Partidos partidos
Desde su nacimiento el sistema de partidos expresa su deterioro en luchas intestinas intermitentes, ausencia de debate político sustantivo y pragmatismo instrumental.
Esto se perfila claramente desde que el sistema de partido dominante es votado fuera con las refomas de 1996 y las elecciones de 1997. Es producto gradual de la desilusión frente a los resultados inmediatos de la alternancia. Parte de la percepción ciudadana de un gobierno ineficiente atrapado en redes de clientelismo y corrupción y profundamente injusto con aquellos que no tienen poder político o poder económico. El resentimiento social contra los privilegios y la impunidad es probablemente el resorte más profundo en las movilizaciones ciudadanas de los últimos años.
Como consecuencia de la alternancia, el poder político está mejor distribuido entre los tres principales partidos. Se genera una reacción hacia la estabilización del sistema, pero no por la inclusión sino por el establecimiento de barreras a otros actores.
Esta estabilidad no es producto del debate ni de reglas claras para la competencia, sino de acomodos circunstanciales en una permanente fuga hacia adelante.
Es producto del temor a modificar equilibrios internos por demás frágiles. Hasta hace unos cuantos meses un fenómeno caracterizaba a los tres partidos mayores. Había una disociación entre el liderazgo real y el formal. La elección reciente de dirigentes en el PAN ha llevado a modificarlo paulatinamente en la dirección de asumirse como el partido en el gobierno y en consecuencia hacia una indispensable sincronía entre las políticas del Ejecutivo y las del partido. Pero la beligerancia de su sector más derechista y la amenaza de constitución de un partido a su derecha genera fragilidades internas.
El PRI a punto de su fragmentación después de los desastrosos resultados electorales en 2006, ha logrado configurar un esquema de gobernabilidad que incluye a la dirección del partido, a los lideres del Congreso y a los gobernadores. Es un arreglo frágil, pero les ha permitido recobrar terreno en las elecciones locales y sobre todo generar expectativas creíbles de triunfo en un partido cuyo eje unificador más que un discurso político es una vocación por el poder.

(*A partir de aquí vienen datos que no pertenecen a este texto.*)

//! # Customer Repository
//!
//! Customers own their vehicles. Deleting a customer removes the vehicles
//! first so each removal reaches the remote; tickets keep the customer id
//! as plain history.

use chrono::Utc;
use serde::{Deserialize, Serialize};
use sqlx::SqliteConnection;
use tracing::{debug, info};

use gloss_core::validation::{validate_name, validate_plate, validate_search_query};
use gloss_core::{new_id, Customer, Vehicle};

use crate::error::{DbError, DbResult};
use crate::store::{LocalStore, WriteTx};

#[derive(Debug, Clone, PartialEq, Eq, Serialize, Deserialize)]
pub struct CustomerInput {
    pub name: String,
    pub phone: Option<String>,
    pub email: Option<String>,
    pub address: Option<String>,
    pub notes: Option<String>,
    #[serde(default)]
    pub loyalty_points: i64,
}

#[derive(Debug, Clone, PartialEq, Eq, Serialize, Deserialize)]
pub struct VehicleInput {
    pub plate: String,
    pub make: Option<String>,
    pub model: Option<String>,
    pub color: Option<String>,
    pub size: Option<String>,
}

#[derive(Debug, Clone, PartialEq, Serialize, Deserialize)]
pub struct CustomerWithVehicles {
    pub customer: Customer,
    pub vehicles: Vec<Vehicle>,
}

#[derive(Debug, Clone)]
pub struct CustomerRepository {
    store: LocalStore,
}

impl CustomerRepository {
    pub fn new(store: LocalStore) -> Self {
        CustomerRepository { store }
    }

    pub async fn list(&self) -> DbResult<Vec<Customer>> {
        let rows = sqlx::query_as::<_, Customer>("SELECT * FROM customers ORDER BY name")
            .fetch_all(self.store.pool()?)
            .await?;
        Ok(rows)
    }

    pub async fn get(&self, id: &str) -> DbResult<Option<Customer>> {
        let row = sqlx::query_as::<_, Customer>("SELECT * FROM customers WHERE id = ?")
            .bind(id)
            .fetch_optional(self.store.pool()?)
            .await?;
        Ok(row)
    }

    /// Name, phone or plate match.
    pub async fn search(&self, query: &str, limit: u32) -> DbResult<Vec<Customer>> {
        let query = validate_search_query(query)?;
        if query.is_empty() {
            return Ok(Vec::new());
        }

        let pattern = format!("%{}%", query);
        let rows = sqlx::query_as::<_, Customer>(
            r#"
            SELECT DISTINCT c.* FROM customers c
            LEFT JOIN customer_vehicles v ON v.customer_id = c.id
            WHERE c.name LIKE ?1 OR c.phone LIKE ?1 OR v.plate LIKE ?1
            ORDER BY c.name
            LIMIT ?2
            "#,
        )
        .bind(&pattern)
        .bind(limit)
        .fetch_all(self.store.pool()?)
        .await?;
        Ok(rows)
    }

    pub async fn vehicles(&self, customer_id: &str) -> DbResult<Vec<Vehicle>> {
        let mut conn = self.store.pool()?.acquire().await?;
        load_vehicles(&mut conn, customer_id).await
    }

    pub async fn with_vehicles(&self, id: &str) -> DbResult<Option<CustomerWithVehicles>> {
        let Some(customer) = self.get(id).await? else {
            return Ok(None);
        };
        let vehicles = self.vehicles(id).await?;
        Ok(Some(CustomerWithVehicles { customer, vehicles }))
    }

    pub async fn create(
        &self,
        input: CustomerInput,
        vehicles: Vec<VehicleInput>,
    ) -> DbResult<CustomerWithVehicles> {
        validate_customer(&input)?;
        for v in &vehicles {
            validate_plate(&v.plate)?;
        }

        let now = Utc::now();
        let customer = Customer {
            id: new_id(),
            name: input.name.trim().to_string(),
            phone: input.phone,
            email: input.email,
            address: input.address,
            notes: input.notes,
            loyalty_points: input.loyalty_points,
            created_at: now,
            updated_at: now,
        };

        let mut tx = self.store.begin().await?;
        sqlx::query(
            r#"
            INSERT INTO customers (
                id, name, phone, email, address, notes, loyalty_points, created_at, updated_at
            ) VALUES (?1, ?2, ?3, ?4, ?5, ?6, ?7, ?8, ?9)
            "#,
        )
        .bind(&customer.id)
        .bind(&customer.name)
        .bind(&customer.phone)
        .bind(&customer.email)
        .bind(&customer.address)
        .bind(&customer.notes)
        .bind(customer.loyalty_points)
        .bind(customer.created_at)
        .bind(customer.updated_at)
        .execute(tx.conn())
        .await?;
        tx.record_upsert("customers", &customer.id).await?;

        let mut stored = Vec::with_capacity(vehicles.len());
        for input in vehicles {
            stored.push(insert_vehicle(&mut tx, &customer.id, input).await?);
        }

        tx.commit().await?;

        info!(id = %customer.id, vehicles = stored.len(), "Customer created");
        Ok(CustomerWithVehicles {
            customer,
            vehicles: stored,
        })
    }

    pub async fn update(&self, id: &str, input: CustomerInput) -> DbResult<Customer> {
        validate_customer(&input)?;

        let mut tx = self.store.begin().await?;
        let result = sqlx::query(
            r#"
            UPDATE customers SET
                name = ?2, phone = ?3, email = ?4, address = ?5, notes = ?6,
                loyalty_points = ?7, updated_at = ?8
            WHERE id = ?1
            "#,
        )
        .bind(id)
        .bind(input.name.trim())
        .bind(&input.phone)
        .bind(&input.email)
        .bind(&input.address)
        .bind(&input.notes)
        .bind(input.loyalty_points)
        .bind(Utc::now())
        .execute(tx.conn())
        .await?;

        if result.rows_affected() == 0 {
            return Err(DbError::not_found("Customer", id));
        }

        tx.record_upsert("customers", id).await?;
        let customer = load(tx.conn(), id).await?;
        tx.commit().await?;

        debug!(id = %id, "Customer updated");
        Ok(customer)
    }

    pub async fn add_vehicle(&self, customer_id: &str, input: VehicleInput) -> DbResult<Vehicle> {
        validate_plate(&input.plate)?;

        let mut tx = self.store.begin().await?;
        load(tx.conn(), customer_id).await?;
        let vehicle = insert_vehicle(&mut tx, customer_id, input).await?;
        tx.commit().await?;

        debug!(customer_id = %customer_id, plate = %vehicle.plate, "Vehicle added");
        Ok(vehicle)
    }

    pub async fn remove_vehicle(&self, vehicle_id: &str) -> DbResult<()> {
        let mut tx = self.store.begin().await?;
        let result = sqlx::query("DELETE FROM customer_vehicles WHERE id = ?")
            .bind(vehicle_id)
            .execute(tx.conn())
            .await?;
        if result.rows_affected() == 0 {
            return Err(DbError::not_found("Vehicle", vehicle_id));
        }
        tx.record_delete("customer_vehicles", vehicle_id).await?;
        tx.commit().await?;
        Ok(())
    }

    pub async fn delete(&self, id: &str) -> DbResult<()> {
        let mut tx = self.store.begin().await?;
        load(tx.conn(), id).await?;

        let vehicles = load_vehicles(tx.conn(), id).await?;
        for vehicle in &vehicles {
            sqlx::query("DELETE FROM customer_vehicles WHERE id = ?")
                .bind(&vehicle.id)
                .execute(tx.conn())
                .await?;
            tx.record_delete("customer_vehicles", &vehicle.id).await?;
        }

        sqlx::query("DELETE FROM customers WHERE id = ?")
            .bind(id)
            .execute(tx.conn())
            .await?;
        tx.record_delete("customers", id).await?;
        tx.commit().await?;

        info!(id = %id, vehicles = vehicles.len(), "Customer deleted");
        Ok(())
    }
}

fn validate_customer(input: &CustomerInput) -> DbResult<()> {
    validate_name("name", &input.name, 200)?;
    Ok(())
}

pub(crate) async fn load(conn: &mut SqliteConnection, id: &str) -> DbResult<Customer> {
    sqlx::query_as::<_, Customer>("SELECT * FROM customers WHERE id = ?")
        .bind(id)
        .fetch_optional(conn)
        .await?
        .ok_or_else(|| DbError::not_found("Customer", id))
}

pub(crate) async fn load_vehicles(conn: &mut SqliteConnection, customer_id: &str) -> DbResult<Vec<Vehicle>> {
    let rows = sqlx::query_as::<_, Vehicle>(
        "SELECT * FROM customer_vehicles WHERE customer_id = ? ORDER BY rowid",
    )
    .bind(customer_id)
    .fetch_all(conn)
    .await?;
    Ok(rows)
}

async fn insert_vehicle(tx: &mut WriteTx, customer_id: &str, input: VehicleInput) -> DbResult<Vehicle> {
    let vehicle = Vehicle {
        id: new_id(),
        customer_id: customer_id.to_string(),
        plate: input.plate.trim().to_uppercase(),
        make: input.make,
        model: input.model,
        color: input.color,
        size: input.size,
    };

    sqlx::query(
        r#"
        INSERT INTO customer_vehicles (id, customer_id, plate, make, model, color, size, updated_at)
        VALUES (?1, ?2, ?3, ?4, ?5, ?6, ?7, ?8)
        "#,
    )
    .bind(&vehicle.id)
    .bind(&vehicle.customer_id)
    .bind(&vehicle.plate)
    .bind(&vehicle.make)
    .bind(&vehicle.model)
    .bind(&vehicle.color)
    .bind(&vehicle.size)
    .bind(Utc::now())
    .execute(tx.conn())
    .await?;
    tx.record_upsert("customer_vehicles", &vehicle.id).await?;

    Ok(vehicle)
}

#[cfg(test)]
mod tests {
    use super::*;
    use crate::pool::DbConfig;

    fn customer(name: &str) -> CustomerInput {
        CustomerInput {
            name: name.to_string(),
            phone: Some("555-0100".to_string()),
            email: None,
            address: None,
            notes: None,
            loyalty_points: 0,
        }
    }

    fn vehicle(plate: &str) -> VehicleInput {
        VehicleInput {
            plate: plate.to_string(),
            make: Some("Toyota".to_string()),
            model: None,
            color: None,
            size: Some("sedan".to_string()),
        }
    }

    #[tokio::test]
    async fn test_create_with_vehicles_and_search_by_plate() {
        let store = LocalStore::open(DbConfig::in_memory()).await.unwrap();
        let created = store
            .customers()
            .create(customer("Ana Cruz"), vec![vehicle("abc 123")])
            .await
            .unwrap();
        assert_eq!(created.vehicles[0].plate, "ABC 123");

        let hits = store.customers().search("abc", 10).await.unwrap();
        assert_eq!(hits.len(), 1);
        assert_eq!(hits[0].id, created.customer.id);
    }

    #[tokio::test]
    async fn test_delete_removes_vehicles() {
        let store = LocalStore::open(DbConfig::in_memory()).await.unwrap();
        let created = store
            .customers()
            .create(customer("Ana Cruz"), vec![vehicle("ABC 123"), vehicle("XYZ 9")])
            .await
            .unwrap();

        store.customers().delete(&created.customer.id).await.unwrap();

        assert!(store.customers().get(&created.customer.id).await.unwrap().is_none());
        assert!(store.customers().vehicles(&created.customer.id).await.unwrap().is_empty());
    }

    #[tokio::test]
    async fn test_add_vehicle_to_unknown_customer_fails() {
        let store = LocalStore::open(DbConfig::in_memory()).await.unwrap();
        let err = store
            .customers()
            .add_vehicle("missing", vehicle("ABC 123"))
            .await
            .unwrap_err();
        assert!(matches!(err, DbError::NotFound { .. }));
    }
}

En el PRD se siguen practicando fugas hacia adelante. Las dos opciones que se han planteado recientemente son inviables. Ni un partido-frente ni una nueva fusión orgánica resuelven sus dos problemas centrales de liderazgo y de estrategia. Antes que “refundaciones” se requiere reconocer que el liderazgo real lo ejerce AMLO –independientemente del juicio que nos merezca la reproducción sistémica del caudillismo en la izquierda.
Este reconocimiento debería vincularse con un debate interno más que programático sobre estrategia política. El propósito de esa deliberación pública sería aclarar las posiciones y las discrepancias en la estrategia política. Si son insuperables debería llegarse a la conclusión que un divorcio es mejor que el desgaste actual, incluso para después conjugarse en un frente electoral.
Para llegar a ese debate tiene que resolverse primero el tema del liderazgo político sin lo cual todo se entrampa. Quizá una presidencia transitoria ejercida directamente por AMLO podría desembocar en un congreso cuyos resultados podría abarcar desde un nuevo arreglo interno hasta una escisión civilizada.
Esta fórmula haría responsable a su liderazgo real del futuro del PRD. Obligaría a que lo que aparece como dos bloques insuperables se exprese en las diferentes tendencias y posiciones que realmente son. Más importante aún, sus militantes y las demás izquierdas apreciarían la dimensión de las diferencias estratégicas que, pienso, son absolutamente reales y van más allá de una simple disputa por el control del aparato.
Se trata de pequeños cambios que podrían permitir atender de mejor manera los grandes cambios que exige con urgencia la salud de la república.